If on the other hand, you offer Americans real help to access health care services they need, cover them against big bills and serious health conditions, but let them have control over their own health care needs by helping them have the financing and resources to get the care, then you have a winner — people get help and they get it in a form that fits the American psyche.
This is why Indiana’s HSA program for the working Medicaid population is attracting huge numbers of applications, a little more than 10,000 a month since January of this year.
The plan has a health insurance policy with a $1,100 deductible, and then 100% coverage after that up to $300,000 in benefits.
Each plan participant has a debit card with access to $1,100 cash for spending on their health care needs. They make their own choices and decisions.
The plan includes a minimum of $500 in preventive care services. If the insured does not spend the $1,100 in the account that year, the money rolls over into their account for the next year if the insured has completed all of the preventive care services that have been identified by Medicaid as necessary for the age, sex and health status of the insured.

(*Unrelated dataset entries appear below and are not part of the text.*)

/// Task and assignment models
///
/// A task is a chore posted on the family board; it is immutable once
/// created and owns exactly one assignment. The assignment carries the
/// completion-approval lifecycle independently of the task definition.
///
/// # State Machine
///
/// ```text
/// not_assigned   (created without an assignee; terminal in current scope)
/// pending      → completed    (by the assignee)
/// completed    → approved     (by an owner/admin; terminal, awards points)
/// completed    → pending      (owner/admin reject; back onto the worklist)
/// ```
///
/// # Schema
///
/// ```sql
/// CREATE TYPE task_difficulty AS ENUM ('light', 'easy', 'medium', 'hard');
/// CREATE TYPE assignment_status AS ENUM ('not_assigned', 'pending', 'completed', 'approved');
///
/// CREATE TABLE tasks (
///     id UUID PRIMARY KEY DEFAULT gen_random_uuid(),
///     family_id UUID NOT NULL REFERENCES families(id) ON DELETE CASCADE,
///     title VARCHAR(28) NOT NULL,
///     description TEXT,
///     difficulty task_difficulty NOT NULL DEFAULT 'medium',
///     points_reward INTEGER NOT NULL,
///     created_by UUID NOT NULL REFERENCES users(id),
///     deadline TIMESTAMPTZ,
///     created_at TIMESTAMPTZ NOT NULL DEFAULT NOW()
/// );
///
/// CREATE TABLE task_assignments (
///     id UUID PRIMARY KEY DEFAULT gen_random_uuid(),
///     task_id UUID NOT NULL UNIQUE REFERENCES tasks(id) ON DELETE CASCADE,
///     user_id UUID REFERENCES users(id),
///     status assignment_status NOT NULL DEFAULT 'not_assigned',
///     assigned_date TIMESTAMPTZ NOT NULL DEFAULT NOW()
/// );
/// ```

use chrono::{DateTime, Utc};
use serde::{Deserialize, Serialize};
use sqlx::PgPool;
use uuid::Uuid;

use crate::models::membership::FamilyRole;

/// Maximum task title length
pub const MAX_TITLE_LENGTH: usize = 28;

/// Task difficulty, which fixes the points reward
#[derive(Debug, Clone, Copy, PartialEq, Eq, Serialize, Deserialize, sqlx::Type)]
#[sqlx(type_name = "task_difficulty", rename_all = "lowercase")]
#[serde(rename_all = "lowercase")]
pub enum Difficulty {
    /// 5 points
    Light,

    /// 10 points
    Easy,

    /// 25 points
    Medium,

    /// 50 points
    Hard,
}

impl Difficulty {
    /// Fixed reward table
    pub fn points_reward(&self) -> i32 {
        match self {
            Difficulty::Light => 5,
            Difficulty::Easy => 10,
            Difficulty::Medium => 25,
            Difficulty::Hard => 50,
        }
    }

    /// Converts difficulty to string for display
    pub fn as_str(&self) -> &'static str {
        match self {
            Difficulty::Light => "light",
            Difficulty::Easy => "easy",
            Difficulty::Medium => "medium",
            Difficulty::Hard => "hard",
        }
    }

    /// Parses client input, defaulting to medium
    ///
    /// Absent or unrecognized values map to `Medium` rather than failing;
    /// the task form treats difficulty as a hint, not a contract.
    pub fn from_input(input: Option<&str>) -> Self {
        match input.map(|s| s.trim().to_lowercase()).as_deref() {
            Some("light") => Difficulty::Light,
            Some("easy") => Difficulty::Easy,
            Some("medium") => Difficulty::Medium,
            Some("hard") => Difficulty::Hard,
            _ => Difficulty::Medium,
        }
    }
}

/// Assignment lifecycle states
#[derive(Debug, Clone, Copy, PartialEq, Eq, Serialize, Deserialize, sqlx::Type)]
#[sqlx(type_name = "assignment_status", rename_all = "snake_case")]
#[serde(rename_all = "snake_case")]
pub enum AssignmentStatus {
    /// Created without an assignee
    NotAssigned,

    /// On the assignee's worklist
    Pending,

    /// Marked done by the assignee, awaiting review
    Completed,

    /// Accepted by an owner/admin; points awarded
    Approved,
}

impl AssignmentStatus {
    /// Converts status to string for display
    pub fn as_str(&self) -> &'static str {
        match self {
            AssignmentStatus::NotAssigned => "not_assigned",
            AssignmentStatus::Pending => "pending",
            AssignmentStatus::Completed => "completed",
            AssignmentStatus::Approved => "approved",
        }
    }

    /// Checks if the status is terminal
    pub fn is_terminal(&self) -> bool {
        matches!(self, AssignmentStatus::Approved)
    }

    /// Checks if a transition to the target status is legal
    ///
    /// The reject path (`completed → pending`) is the one cycle: rejection
    /// returns the chore to the worklist instead of killing it.
    pub fn can_transition_to(&self, target: AssignmentStatus) -> bool {
        matches!(
            (self, target),
            (AssignmentStatus::Pending, AssignmentStatus::Completed)
                | (AssignmentStatus::Completed, AssignmentStatus::Approved)
                | (AssignmentStatus::Completed, AssignmentStatus::Pending)
        )
    }
}

/// Task model
#[derive(Debug, Clone, Serialize, Deserialize, sqlx::FromRow)]
pub struct Task {
    /// Unique task ID
    pub id: Uuid,

    /// Family this task belongs to
    pub family_id: Uuid,

    /// Short title (at most 28 characters)
    pub title: String,

    /// Optional longer description
    pub description: Option<String>,

    /// Difficulty, fixed at creation
    pub difficulty: Difficulty,

    /// Reward, derived from difficulty at creation
    pub points_reward: i32,

    /// User who posted the task
    pub created_by: Uuid,

    /// Optional deadline
    pub deadline: Option<DateTime<Utc>>,

    /// When the task was created
    pub created_at: DateTime<Utc>,
}

/// Assignment model: the binding of a task to (at most) one member
#[derive(Debug, Clone, Serialize, Deserialize, sqlx::FromRow)]
pub struct TaskAssignment {
    /// Unique assignment ID
    pub id: Uuid,

    /// The owning task (one assignment per task)
    pub task_id: Uuid,

    /// Assigned member (None while not assigned)
    pub user_id: Option<Uuid>,

    /// Lifecycle state
    pub status: AssignmentStatus,

    /// When the assignment was made
    pub assigned_date: DateTime<Utc>,
}

/// Input for creating a task with its assignment
#[derive(Debug, Clone)]
pub struct CreateTask {
    /// Family the task belongs to
    pub family_id: Uuid,

    /// Posting user
    pub created_by: Uuid,

    /// Title (already validated by the caller)
    pub title: String,

    /// Optional description
    pub description: Option<String>,

    /// Difficulty (already defaulted by the caller)
    pub difficulty: Difficulty,

    /// Member to assign the task to, if any
    pub assignee: Option<Uuid>,

    /// Optional deadline
    pub deadline: Option<DateTime<Utc>>,
}

/// A task joined with its assignment, returned from creation
#[derive(Debug, Clone, Serialize)]
pub struct TaskWithAssignment {
    /// The task
    pub task: Task,

    /// Its single assignment
    pub assignment: TaskAssignment,
}

/// Board view: every family task with creator/assignee names and status
#[derive(Debug, Clone, Serialize, sqlx::FromRow)]
pub struct FamilyTaskView {
    pub task_id: Uuid,
    pub assignment_id: Uuid,
    pub title: String,
    pub description: Option<String>,
    pub difficulty: Difficulty,
    pub points_reward: i32,
    pub created_by_username: String,
    pub assignee_username: Option<String>,
    pub status: AssignmentStatus,
    pub deadline: Option<DateTime<Utc>>,
    pub created_at: DateTime<Utc>,
}

/// Personal worklist entry
#[derive(Debug, Clone, Serialize, sqlx::FromRow)]
pub struct MyTaskView {
    pub assignment_id: Uuid,
    pub task_id: Uuid,
    pub title: String,
    pub description: Option<String>,
    pub points_reward: i32,
    pub status: AssignmentStatus,
    pub deadline: Option<DateTime<Utc>>,
}

/// Approval queue entry
#[derive(Debug, Clone, Serialize, sqlx::FromRow)]
pub struct PendingApprovalView {
    pub assignment_id: Uuid,
    pub title: String,
    pub points_reward: i32,
    pub completed_by: String,
    pub assigned_date: DateTime<Utc>,
}

/// An assignment joined with its task's family and the reviewer's role,
/// locked for an approve/reject decision
#[derive(Debug, Clone, sqlx::FromRow)]
pub struct ReviewTarget {
    /// Assignment ID
    pub assignment_id: Uuid,

    /// Assigned member (None only while not assigned)
    pub assignee_id: Option<Uuid>,

    /// Current assignment status
    pub status: AssignmentStatus,

    /// Family the owning task belongs to
    pub family_id: Uuid,

    /// The task's fixed reward
    pub points_reward: i32,

    /// The reviewer's role in that family (None = not a member)
    pub reviewer_role: Option<FamilyRole>,
}
/// Redis-backed session store
///
/// Sessions are opaque to clients: the browser holds a random 64-character
/// hex token in a cookie, and the server keeps the session record in Redis
/// under `famtask:session:{token}` with a 24-hour TTL. Every successful
/// fetch re-issues the record with a fresh TTL, giving a sliding expiry:
/// an idle day logs the user out, active users stay signed in.
///
/// # Example
///
/// ```no_run
/// use famtask_shared::session::store::{SessionData, SessionStore};
/// use uuid::Uuid;
///
/// # async fn example() -> Result<(), Box<dyn std::error::Error>> {
/// let store = SessionStore::connect("redis://localhost:6379").await?;
///
/// let token = store
///     .create(&SessionData { user_id: Uuid::new_v4(), active_family_id: None })
///     .await?;
///
/// let session = store.fetch(&token).await?;
/// assert!(session.is_some());
/// # Ok(())
/// # }
/// ```

use rand::RngCore;
use redis::aio::ConnectionManager;
use redis::{AsyncCommands, Client, RedisError};
use serde::{Deserialize, Serialize};
use thiserror::Error;
use uuid::Uuid;

/// Session lifetime: 24 hours, sliding
pub const SESSION_TTL_SECONDS: u64 = 24 * 60 * 60;

/// Number of random bytes in a session token (hex-encoded to 64 chars)
const TOKEN_BYTES: usize = 32;

/// Session store errors
#[derive(Error, Debug)]
pub enum SessionError {
    /// Connection error
    #[error("Session store connection error: {0}")]
    ConnectionError(String),

    /// Command execution error
    #[error("Session store command error: {0}")]
    CommandError(String),

    /// Stored session record could not be decoded
    #[error("Session record corrupt: {0}")]
    CorruptRecord(String),
}

impl From<RedisError> for SessionError {
    fn from(err: RedisError) -> Self {
        match err.kind() {
            redis::ErrorKind::IoError => {
                SessionError::ConnectionError(format!("IO error: {}", err))
            }
            _ => SessionError::CommandError(err.to_string()),
        }
    }
}

/// The record a session token resolves to
#[derive(Debug, Clone, Serialize, Deserialize)]
pub struct SessionData {
    /// Authenticated user
    pub user_id: Uuid,

    /// Family the session currently operates against
    pub active_family_id: Option<Uuid>,
}

/// Redis-backed session store
///
/// Cheap to clone; the underlying `ConnectionManager` handles reconnection.
#[derive(Clone)]
pub struct SessionStore {
    manager: ConnectionManager,
}

impl SessionStore {
    /// Connects to Redis at the given URL
    ///
    /// # Errors
    ///
    /// Returns an error if the URL is invalid or the initial connection fails
    pub async fn connect(url: &str) -> Result<Self, SessionError> {
        let client = Client::open(url)
            .map_err(|e| SessionError::ConnectionError(format!("Invalid Redis URL: {}", e)))?;

        let manager = ConnectionManager::new(client).await.map_err(|e| {
            SessionError::ConnectionError(format!("Failed to connect to Redis: {}", e))
        })?;

        tracing::info!("Session store connected");

        Ok(Self { manager })
    }

    /// Creates a session for the given record and returns its token
    ///
    /// The token is 32 bytes from the OS RNG, hex-encoded. Collisions are
    /// not a practical concern at that size.
    pub async fn create(&self, data: &SessionData) -> Result<String, SessionError> {
        let token = generate_session_token();
        self.write(&token, data).await?;

        tracing::debug!(user_id = %data.user_id, "Session created");
        Ok(token)
    }

    /// Fetches the session for a token, refreshing its TTL
    ///
    /// Returns `None` for unknown or expired tokens. A successful fetch
    /// re-issues the record with the full TTL (sliding expiry).
    pub async fn fetch(&self, token: &str) -> Result<Option<SessionData>, SessionError> {
        let key = session_key(token);
        let mut conn = self.manager.clone();

        let value: Option<String> = conn.get(&key).await?;

        let Some(json) = value else {
            return Ok(None);
        };

        let data: SessionData = serde_json::from_str(&json)
            .map_err(|e| SessionError::CorruptRecord(e.to_string()))?;

        // Sliding expiry: re-issue with a fresh TTL
        let _: () = conn.set_ex(&key, json, SESSION_TTL_SECONDS).await?;

        Ok(Some(data))
    }

    /// Overwrites the session record for a token
    ///
    /// Used when the active-family selector changes. Resets the TTL, which
    /// is fine: the caller just made an authenticated request.
    pub async fn update(&self, token: &str, data: &SessionData) -> Result<(), SessionError> {
        self.write(token, data).await
    }

    /// Deletes a session (logout)
    ///
    /// Returns true if a session was removed, false if it didn't exist
    pub async fn delete(&self, token: &str) -> Result<bool, SessionError> {
        let key = session_key(token);
        let mut conn = self.manager.clone();

        let deleted: u32 = conn.del(&key).await?;

        Ok(deleted > 0)
    }

    async fn write(&self, token: &str, data: &SessionData) -> Result<(), SessionError> {
        let key = session_key(token);
        let json = serde_json::to_string(data)
            .map_err(|e| SessionError::CorruptRecord(e.to_string()))?;

        let mut conn = self.manager.clone();
        let _: () = conn.set_ex(&key, json, SESSION_TTL_SECONDS).await?;

        Ok(())
    }
}

/// Builds the Redis key for a session token
fn session_key(token: &str) -> String {
    format!("famtask:session:{}", token)
}

/// Generates a fresh session token
fn generate_session_token() -> String {
    let mut bytes = [0u8; TOKEN_BYTES];
    rand::thread_rng().fill_bytes(&mut bytes);
    hex::encode(bytes)
}

#[cfg(test)]
mod tests {
    use super::*;

    #[test]
    fn test_session_key_format() {
        assert_eq!(session_key("abc"), "famtask:session:abc");
    }

    #[test]
    fn test_generate_session_token_shape() {
        let token = generate_session_token();
        assert_eq!(token.len(), TOKEN_BYTES * 2);
        assert!(token.chars().all(|c| c.is_ascii_hexdigit()));
    }

    #[test]
    fn test_generate_session_token_unique() {
        let a = generate_session_token();
        let b = generate_session_token();
        assert_ne!(a, b);
    }

    #[test]
    fn test_session_data_roundtrip() {
        let data = SessionData {
            user_id: Uuid::new_v4(),
            active_family_id: Some(Uuid::new_v4()),
        };

        let json = serde_json::to_string(&data).unwrap();
        let back: SessionData = serde_json::from_str(&json).unwrap();
        assert_eq!(back.user_id, data.user_id);
        assert_eq!(back.active_family_id, data.active_family_id);
    }

    // Store operations against Redis are covered by the famtask-api
    // integration tests
}
/*!
# Target Patterns

Resolution of command-line target patterns to package directories, and the
file-level `cfg` filter driven by build tags.
*/

use std::path::{Path, PathBuf};
use std::sync::OnceLock;

use regex::Regex;
use walkdir::WalkDir;

use super::LoadError;
use crate::syntax::SourceFile;

/// Suffix marking a recursive pattern, as in `src/...`
pub const RECURSIVE_SUFFIX: &str = "...";

/// A parsed target pattern
#[derive(Debug, Clone, PartialEq, Eq)]
pub enum TargetPattern {
    /// `dir/...`: every package at or below `dir`
    Recursive(PathBuf),
    /// A directory or a file; names the package of that directory
    Path(PathBuf),
}

impl TargetPattern {
    pub fn parse(pattern: &str) -> Self {
        match pattern.strip_suffix(RECURSIVE_SUFFIX) {
            Some(root) => {
                let root = root.trim_end_matches(['/', '\\']);
                let root = if root.is_empty() { "." } else { root };
                TargetPattern::Recursive(PathBuf::from(root))
            }
            None => TargetPattern::Path(PathBuf::from(pattern)),
        }
    }

    /// Canonical package directories named by this pattern, in visit order
    pub fn package_dirs(&self, original: &str) -> Result<Vec<PathBuf>, LoadError> {
        let no_match = || LoadError::NoMatch {
            pattern: original.to_string(),
        };

        match self {
            TargetPattern::Recursive(root) => {
                if !root.is_dir() {
                    return Err(no_match());
                }
                let mut dirs = Vec::new();
                let walker = WalkDir::new(root)
                    .sort_by_file_name()
                    .into_iter()
                    .filter_entry(|entry| entry.depth() == 0 || !is_skipped_dir(entry.path()));
                for entry in walker {
                    let entry = entry?;
                    if entry.file_type().is_dir() && !rust_files(entry.path())?.is_empty() {
                        dirs.push(canonical(entry.path())?);
                    }
                }
                if dirs.is_empty() {
                    return Err(no_match());
                }
                Ok(dirs)
            }
            TargetPattern::Path(path) => {
                if path.is_dir() {
                    if rust_files(path)?.is_empty() {
                        return Err(no_match());
                    }
                    Ok(vec![canonical(path)?])
                } else if path.is_file() && is_rust_file(path) {
                    let file = canonical(path)?;
                    let dir = file.parent().map(Path::to_path_buf).ok_or_else(no_match)?;
                    Ok(vec![dir])
                } else {
                    Err(no_match())
                }
            }
        }
    }
}

/// `.rs` files directly inside `dir`, sorted by name
pub fn rust_files(dir: &Path) -> Result<Vec<PathBuf>, LoadError> {
    let mut files = Vec::new();
    let entries = std::fs::read_dir(dir).map_err(|source| LoadError::Io {
        path: dir.to_path_buf(),
        source,
    })?;
    for entry in entries {
        let path = entry
            .map_err(|source| LoadError::Io {
                path: dir.to_path_buf(),
                source,
            })?
            .path();
        if path.is_file() && is_rust_file(&path) {
            files.push(path);
        }
    }
    files.sort();
    Ok(files)
}

pub fn canonical(path: &Path) -> Result<PathBuf, LoadError> {
    path.canonicalize().map_err(|source| LoadError::Io {
        path: path.to_path_buf(),
        source,
    })
}

fn is_rust_file(path: &Path) -> bool {
    path.extension().is_some_and(|ext| ext == "rs")
}

fn is_skipped_dir(path: &Path) -> bool {
    path.file_name()
        .and_then(|name| name.to_str())
        .is_some_and(|name| name == "target" || name.starts_with('.'))
}

fn cfg_feature_regex() -> &'static Regex {
    static CFG_FEATURE: OnceLock<Regex> = OnceLock::new();
    CFG_FEATURE.get_or_init(|| {
        Regex::new(r#"^#!\[cfg\((not\()?feature\s*=\s*"([^"]+)"\)?\)\]$"#)
            .expect("cfg feature pattern is valid")
    })
}

/// Whether a file survives the build tags
///
/// Only leading inner attributes of the form `#![cfg(feature = "x")]` and
/// `#![cfg(not(feature = "x"))]` are honoured; anything else is loaded.
pub fn file_enabled(file: &SourceFile, tags: &[String]) -> bool {
    let root = file.root();
    let mut cursor = root.walk();
    for item in root.named_children(&mut cursor) {
        if crate::syntax::is_comment(item) {
            continue;
        }
        if item.kind() != "inner_attribute_item" {
            break;
        }

        let compact: String = file.text(item).split_whitespace().collect();
        let Some(captures) = cfg_feature_regex().captures(&compact) else {
            continue;
        };
        let negated = captures.get(1).is_some();
        let enabled = tags.iter().any(|tag| tag == &captures[2]);
        if enabled == negated {
            return false;
        }
    }
    true
}

/// Split a `-tags` value on spaces and commas
pub fn split_tags(value: &str) -> Vec<String> {
    value
        .split(|c: char| c == ',' || c.is_whitespace())
        .filter(|tag| !tag.is_empty())
        .map(str::to_string)
        .collect()
}
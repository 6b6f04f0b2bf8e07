//! Exemplar CLI - command-line driver for example-based refactoring
//!
//! Parses the command line into an [`ExemplarConfig`], runs the
//! [`Pipeline`] and maps the outcome to a process exit status:
//! `0` on success, `1` on a fatal error or any failed write, `2` for help,
//! usage errors and a missing target list.

use std::io::Write;

use anyhow::Result;
use clap::{Arg, ArgAction, ArgMatches, Command};
use exemplar_core::{loader::split_tags, ExemplarConfig, Pipeline};
use tracing::{debug, info};

/// Flags also accepted with a single leading dash
const LONG_FLAGS: &[&str] = &["help", "beforeedit", "afteredit", "tags", "version"];

pub const EXIT_OK: i32 = 0;
pub const EXIT_FAILURE: i32 = 1;
pub const EXIT_USAGE: i32 = 2;

pub const USAGE: &str = concat!(
    "exemplar -t template.rs [-w] [-v] [-beforeedit cmd] [-afteredit cmd] ",
    "[-tags tags] pattern ..."
);

pub const HELP: &str = r#"exemplar rewrites Rust code by example.

The template file is a Rust source file declaring two functions, `before`
and `after`, with the same parameter types and the same result type:

    fn before(err: Error, msg: &str) -> Error { wrap(err, msg) }
    fn after(err: Error, msg: &str) -> Error { new_err(msg, err) }

Each body is a single expression (or a single expression statement). The
parameters of `before` are wildcards: any expression of a consistent type
matches them. Every match of the `before` body in the target packages is
replaced by the `after` body, with `after`'s parameters bound by position.

Targets are directories of .rs files, single .rs files (meaning their
directory), or `dir/...` for every directory below dir. The template's own
directory is never rewritten.

By default the rewritten files are printed to standard output. With -w they
are written back in place. -beforeedit and -afteredit name commands run
before and after each write; `{}` in any argument after the command name is
replaced by the file's path, so

    exemplar -w -afteredit 'rustfmt {}' -t tmpl/template.rs src/...

formats every rewritten file. Both flags may be repeated; hook failures are
reported but never stop the run.

Flags:
    -t FILE         template file (required)
    -w              write files in place instead of printing them
    -v              report candidates rejected by type checks
    -beforeedit CMD command run before each write
    -afteredit CMD  command run after each successful write
    -tags TAGS      enabled features for #![cfg(feature = "...")] files
    -help           show this help
"#;

/// Rewrite single-dash long flags (`-help`, `-afteredit=cmd`) to `--` form
///
/// Everything after a bare `--` is passed through untouched.
pub fn normalize_args<I>(args: I) -> Vec<String>
where
    I: IntoIterator<Item = String>,
{
    let mut passthrough = false;
    args.into_iter()
        .enumerate()
        .map(|(i, arg)| {
            if i == 0 || passthrough {
                return arg;
            }
            if arg == "--" {
                passthrough = true;
                return arg;
            }
            match arg.strip_prefix('-') {
                Some(rest) if !rest.starts_with('-') => {
                    let name = rest.split('=').next().unwrap_or(rest);
                    if LONG_FLAGS.contains(&name) {
                        format!("-{arg}")
                    } else {
                        arg
                    }
                }
                _ => arg,
            }
        })
        .collect()
}

pub fn build_command() -> Command {
    Command::new("exemplar")
        .version(exemplar_core::VERSION)
        .about("Example-based refactoring for Rust sources")
        .override_usage(USAGE)
        .disable_help_flag(true)
        .arg(
            Arg::new("template")
                .short('t')
                .value_name("FILE")
                .help("Template file declaring `before` and `after`"),
        )
        .arg(
            Arg::new("write")
                .short('w')
                .help("Write rewritten files in place")
                .action(ArgAction::SetTrue),
        )
        .arg(
            Arg::new("verbose")
                .short('v')
                .help("Verbose matcher diagnostics")
                .action(ArgAction::SetTrue),
        )
        .arg(
            Arg::new("beforeedit")
                .long("beforeedit")
                .value_name("CMD")
                .help("Command run before each write; {} is the file path")
                .allow_hyphen_values(true)
                .action(ArgAction::Append),
        )
        .arg(
            Arg::new("afteredit")
                .long("afteredit")
                .value_name("CMD")
                .help("Command run after each write; {} is the file path")
                .allow_hyphen_values(true)
                .action(ArgAction::Append),
        )
        .arg(
            Arg::new("tags")
                .long("tags")
                .value_name("TAGS")
                .help("Space or comma separated build features"),
        )
        .arg(
            Arg::new("help")
                .short('h')
                .long("help")
                .help("Show extended help")
                .action(ArgAction::SetTrue),
        )
        .arg(
            Arg::new("targets")
                .value_name("PATTERN")
                .help("Target packages: directories, .rs files or dir/...")
                .num_args(0..)
                .action(ArgAction::Append),
        )
}

pub fn config_from_matches(matches: &ArgMatches) -> ExemplarConfig {
    let strings = |id: &str| -> Vec<String> {
        matches
            .get_many::<String>(id)
            .map(|values| values.cloned().collect())
            .unwrap_or_default()
    };

    let mut config = ExemplarConfig::new()
        .with_targets(strings("targets"))
        .write(matches.get_flag("write"))
        .verbose(matches.get_flag("verbose"));
    if let Some(template) = matches.get_one::<String>("template") {
        config = config.with_template(template);
    }
    if let Some(tags) = matches.get_one::<String>("tags") {
        config = config.with_tags(split_tags(tags));
    }
    config.before_edit = strings("beforeedit");
    config.after_edit = strings("afteredit");
    config
}

/// Run the tool with `args` (program name first), returning the exit status
pub fn run<I>(args: I, out: &mut dyn Write, err: &mut dyn Write) -> i32
where
    I: IntoIterator<Item = String>,
{
    let matches = match build_command().try_get_matches_from(normalize_args(args)) {
        Ok(matches) => matches,
        Err(e) => {
            let _ = if e.use_stderr() {
                write!(err, "{e}")
            } else {
                write!(out, "{e}")
            };
            return e.exit_code();
        }
    };

    if matches.get_flag("help") {
        let _ = writeln!(err, "usage: {USAGE}\n\n{HELP}");
        return EXIT_USAGE;
    }

    let config = config_from_matches(&matches);
    if config.targets.is_empty() {
        let _ = writeln!(err, "usage: {USAGE}\nRun 'exemplar -help' for details.");
        return EXIT_USAGE;
    }

    match execute(config, out) {
        Ok(code) => code,
        Err(e) => {
            let _ = writeln!(err, "exemplar: {e}");
            EXIT_FAILURE
        }
    }
}

fn execute(config: ExemplarConfig, out: &mut dyn Write) -> Result<i32> {
    debug!(?config, "Starting run");
    let summary = Pipeline::new(config).run(out)?;
    out.flush()?;
    info!("{}", summary.report());

    if summary.had_errors() {
        Ok(EXIT_FAILURE)
    } else {
        Ok(EXIT_OK)
    }
}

Herein is an example of a government financed HSA for the poor, that is popular, puts incentives around making sure the insureds actually get the preventive care prescribed, and that allows those being helped to have the dignity of making their own decisions about what is best for their health, when they consult their doctor. This is the anti-nagging, anti-bureaucrat health plan.
It gives the insureds cash if they do the right thing. It also is not a cultural affront to Americans, who just want and need some help.